Since most of these relict shorelines are centered NE of the axis of NE tilting in the Kashmir Valley (Burbank and Johnson, 1983) they provide reliable indicators of the true depth of flooding above the current Wular Lake level (Figure 1). Further indication that the shoreline elevations are not biased by tilting of the valley, is that those on the west shore of the 1,640 m Lake Kerewa shoreline, (blue in Figure 2A), show a similar height distribution to those on the NE shoreline (black). In Figure 2B we quantify impounded lake volume and the time to fill hypothetical lakes associated with the shorelines depicted in Figure 2A. If 19th century Jhelum discharge prevailed, it would take about a century to fill to the 1,170 m contour. The mean increment between shoreline levels observed at each of the shoreline sequence is 3–7 m, leading De Terra and Paterson (1939) to interpret their regularity as recessional levels. We note that had a persistent erosion-resistant sill level maintained the Jhelum outlet, they could alternatively have recorded incremental uplift of this sill accompanying great earthquakes, with slip of 4–9 m on a ≈40 dipping thrust plane beneath the Pir Panjal. In this interpretation the Jhelum outlet would have incremented upward for several earthquake cycles, each cycle with a duration of 300–900 years if current geodetic rates were applicable (Bilham, 2019), before drainage of the lake following an abrupt erosion event within the Jhelum gorge, such as the one we are considering in this article.

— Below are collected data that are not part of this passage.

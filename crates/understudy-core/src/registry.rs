// Copyright 2024 Understudy Contributors
// Licensed under the Apache License, Version 2.0 (the "License");
// you may not use this file except in compliance with the License.
// You may obtain a copy of the License at
//
//     http://www.apache.org/licenses/LICENSE-2.0
//
// Unless required by applicable law or agreed to in writing, software
// distributed under the License is distributed on an "AS IS" BASIS,
// WITHOUT WARRANTIES OR CONDITIONS OF ANY KIND, either express or implied.
// See the License for the specific language governing permissions and
// limitations under the License.

//! Installs doubles on seams and guarantees their restoration.
//!
//! Installed doubles live on the seam itself, as a stack of layers keyed by
//! handle. A registry only remembers which layers it pushed. Restoring one
//! drops its call history and pulls it out of the seam's stack, so the seam
//! falls back to whatever is left on top, or to its real implementation.
//! Registries sharing a seam may therefore restore in any order.
//!
//! A process-wide instance is available through [`global`]; tests that run
//! in parallel should prefer their own [`Registry`] or a
//! [`Sandbox`](crate::sandbox::Sandbox).

use crate::config::RegistryConfig;
use crate::double::Double;
use crate::errors::DoubleError;
use crate::seam::{remove_layer, Seam};
use crate::types::{HandleId, OperationKey};
use once_cell::sync::Lazy;
use std::ops::Deref;
use std::sync::{Arc, Mutex, MutexGuard, PoisonError, Weak};
use tracing::{debug, warn};
use uuid::Uuid;

/// One layer this registry pushed.
struct Tracked {
    handle: HandleId,
    key: OperationKey,
    double_name: String,
    /// Drops the double's call history.
    reset: Box<dyn Fn() + Send + Sync>,
    /// Pulls the layer out of its seam and drops its history. False if the
    /// layer was already gone.
    release: Box<dyn Fn() -> bool + Send + Sync>,
}

#[derive(Default)]
struct RegistryState {
    /// Install order.
    tracked: Vec<Tracked>,
}

struct Shared {
    config: RegistryConfig,
    state: Mutex<RegistryState>,
}

impl Shared {
    fn lock(&self) -> MutexGuard<'_, RegistryState> {
        // Restoration has to work even after a test panicked mid-install.
        self.state.lock().unwrap_or_else(PoisonError::into_inner)
    }

    fn release(&self, tracked: &Tracked) {
        let removed = (tracked.release)();
        debug!(
            registry = %self.config.label,
            target = %tracked.key.target,
            operation = %tracked.key.operation,
            handle = %tracked.handle,
            double = %tracked.double_name,
            removed,
            "Restored double"
        );
    }

    fn restore_one(&self, handle: HandleId) -> bool {
        let tracked = {
            let mut state = self.lock();
            match state.tracked.iter().position(|t| t.handle == handle) {
                Some(position) => state.tracked.remove(position),
                None => return false,
            }
        };
        self.release(&tracked);
        true
    }
}

/// Tracks installed doubles and restores them.
#[derive(Clone)]
pub struct Registry {
    shared: Arc<Shared>,
}

impl std::fmt::Debug for Registry {
    fn fmt(&self, f: &mut std::fmt::Formatter<'_>) -> std::fmt::Result {
        f.debug_struct("Registry")
            .field("label", &self.shared.config.label)
            .field("active", &self.active_count())
            .finish()
    }
}

impl Default for Registry {
    fn default() -> Self {
        Self::new()
    }
}

impl Registry {
    /// Creates an empty registry with the default configuration.
    pub fn new() -> Self {
        Self::with_config(RegistryConfig::default())
    }

    pub fn with_config(config: RegistryConfig) -> Self {
        Self {
            shared: Arc::new(Shared {
                config,
                state: Mutex::new(RegistryState::default()),
            }),
        }
    }

    pub fn config(&self) -> &RegistryConfig {
        &self.shared.config
    }

    /// Binds `double` to `seam`.
    ///
    /// # Errors
    /// Returns [`DoubleError::AlreadyDoubled`] if the seam already has a double
    /// bound and the registry is not configured with `allow_override`.
    pub fn install<A, R>(
        &self,
        seam: &Seam<A, R>,
        double: Double<A, R>,
    ) -> Result<Handle<A, R>, DoubleError>
    where
        A: Clone + PartialEq + Send + 'static,
        R: Clone + Send + 'static,
    {
        self.install_layer(seam, double, self.shared.config.allow_override)
    }

    /// Binds `double` over whatever `seam` currently has bound, including
    /// another double. Restoring the returned handle reveals the layer beneath.
    pub fn install_override<A, R>(
        &self,
        seam: &Seam<A, R>,
        double: Double<A, R>,
    ) -> Result<Handle<A, R>, DoubleError>
    where
        A: Clone + PartialEq + Send + 'static,
        R: Clone + Send + 'static,
    {
        self.install_layer(seam, double, true)
    }

    /// Installs an unconfigured double named after the operation.
    pub fn stub<A, R>(&self, seam: &Seam<A, R>) -> Result<Handle<A, R>, DoubleError>
    where
        A: Clone + PartialEq + Send + 'static,
        R: Clone + Send + 'static,
    {
        self.install(seam, Double::new(seam.name()))
    }

    /// Installs a double that runs the real implementation and records calls.
    pub fn spy<A, R>(&self, seam: &Seam<A, R>) -> Result<Handle<A, R>, DoubleError>
    where
        A: Clone + PartialEq + Send + 'static,
        R: Clone + Send + 'static,
    {
        let double = Double::new(seam.name());
        double.calls_through();
        self.install(seam, double)
    }

    fn install_layer<A, R>(
        &self,
        seam: &Seam<A, R>,
        double: Double<A, R>,
        allow_override: bool,
    ) -> Result<Handle<A, R>, DoubleError>
    where
        A: Clone + PartialEq + Send + 'static,
        R: Clone + Send + 'static,
    {
        let key = seam.key().clone();
        let handle = Uuid::new_v4();
        let mut state = self.shared.lock();

        double.attach(seam.declared().clone(), self.shared.config.yield_before_settle);
        if let Some(covered) = seam.push_layer(handle, double.clone(), allow_override)? {
            warn!(
                registry = %self.shared.config.label,
                operation = %key.operation,
                covered = %covered,
                "Layering double over an active double"
            );
        }

        let reset_double = double.clone();
        let layers = seam.layers().clone();
        state.tracked.push(Tracked {
            handle,
            key: key.clone(),
            double_name: double.name().to_string(),
            reset: Box::new(move || reset_double.reset_history()),
            release: Box::new(move || {
                remove_layer(&layers, handle)
                    .map(|removed| removed.reset_history())
                    .is_some()
            }),
        });

        debug!(
            registry = %self.shared.config.label,
            target = %key.target,
            operation = %key.operation,
            handle = %handle,
            "Installed double"
        );

        Ok(Handle {
            id: handle,
            key,
            double,
            registry: Arc::downgrade(&self.shared),
        })
    }

    /// Restores the double behind `handle`.
    ///
    /// Returns `false` if the handle is unknown or was already restored.
    pub fn restore_one<A, R>(&self, handle: &Handle<A, R>) -> bool {
        self.restore_handle(handle.id)
    }

    /// Restores a double by handle id.
    pub fn restore_handle(&self, handle: HandleId) -> bool {
        self.shared.restore_one(handle)
    }

    /// Restores every tracked double, newest first. Returns how many were
    /// restored.
    pub fn restore_all(&self) -> usize {
        let drained: Vec<Tracked> = self.shared.lock().tracked.drain(..).collect();
        for tracked in drained.iter().rev() {
            self.shared.release(tracked);
        }
        drained.len()
    }

    /// Drops the call history of every tracked double without restoring them.
    pub fn reset_history(&self) {
        for tracked in &self.shared.lock().tracked {
            (tracked.reset)();
        }
    }

    /// Number of installed doubles still tracked.
    pub fn active_count(&self) -> usize {
        self.shared.lock().tracked.len()
    }

    /// True if this registry has a double installed for `key`.
    pub fn is_doubled(&self, key: &OperationKey) -> bool {
        self.shared.lock().tracked.iter().any(|t| &t.key == key)
    }
}

/// Proof of an install. Derefs to the installed double.
pub struct Handle<A, R> {
    id: HandleId,
    key: OperationKey,
    double: Double<A, R>,
    registry: Weak<Shared>,
}

impl<A, R> Handle<A, R> {
    pub fn id(&self) -> HandleId {
        self.id
    }

    pub fn key(&self) -> &OperationKey {
        &self.key
    }

    pub fn double(&self) -> &Double<A, R> {
        &self.double
    }

    /// Restores this double through the registry that installed it.
    /// A no-op once restored or once the registry is gone.
    pub fn restore(&self) -> bool {
        match self.registry.upgrade() {
            Some(shared) => shared.restore_one(self.id),
            None => false,
        }
    }
}

impl<A, R> Deref for Handle<A, R> {
    type Target = Double<A, R>;

    fn deref(&self) -> &Self::Target {
        &self.double
    }
}

impl<A, R> std::fmt::Debug for Handle<A, R> {
    fn fmt(&self, f: &mut std::fmt::Formatter<'_>) -> std::fmt::Result {
        f.debug_struct("Handle").field("id", &self.id).field("key", &self.key).finish()
    }
}

static GLOBAL: Lazy<Registry> =
    Lazy::new(|| Registry::with_config(RegistryConfig::labelled("global")));

/// The process-wide registry.
pub fn global() -> &'static Registry {
    &GLOBAL
}

/// Restores everything installed through the process-wide registry.
pub fn restore() -> usize {
    GLOBAL.restore_all()
}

It is uncertain how long a lake-level must be maintained to develop a shoreline or incise a hillside notch in the Kashmir Valley. Moreover, from deTerra and Paterson’s descriptions we are unable to distinguish between a record of multiple lakes, or a single lake with long duration. Recessional berms in the Salton Sea, California are associated with multiple lakes that filled rapidly and evaporated slowly in the past several thousand years. Their high stands persisted for many decades during which bedrock erosion occurred. Evaporation occurred slowly and is recorded by a regular suite of recessional seasonal shell and shingle deposits, which apparently erased earlier shorelines (Rockwell et al., 2018). In Kashmir, the opposite occurs - periodic monotonic filling moderated by seasonal water supplies, followed by rapid drainage and a downstream flood. Since filling would take 3–100 years depending on depth (Figure 2B), lake growth shorelines might be expected to record seasonal maxima, which would not be erased during a landslide breach event, which, as we show below, may occur in just a few days. The above considerations lead us to conclude that ancient beach levels may have formed in the Kashmir Valley during lake growth episodes.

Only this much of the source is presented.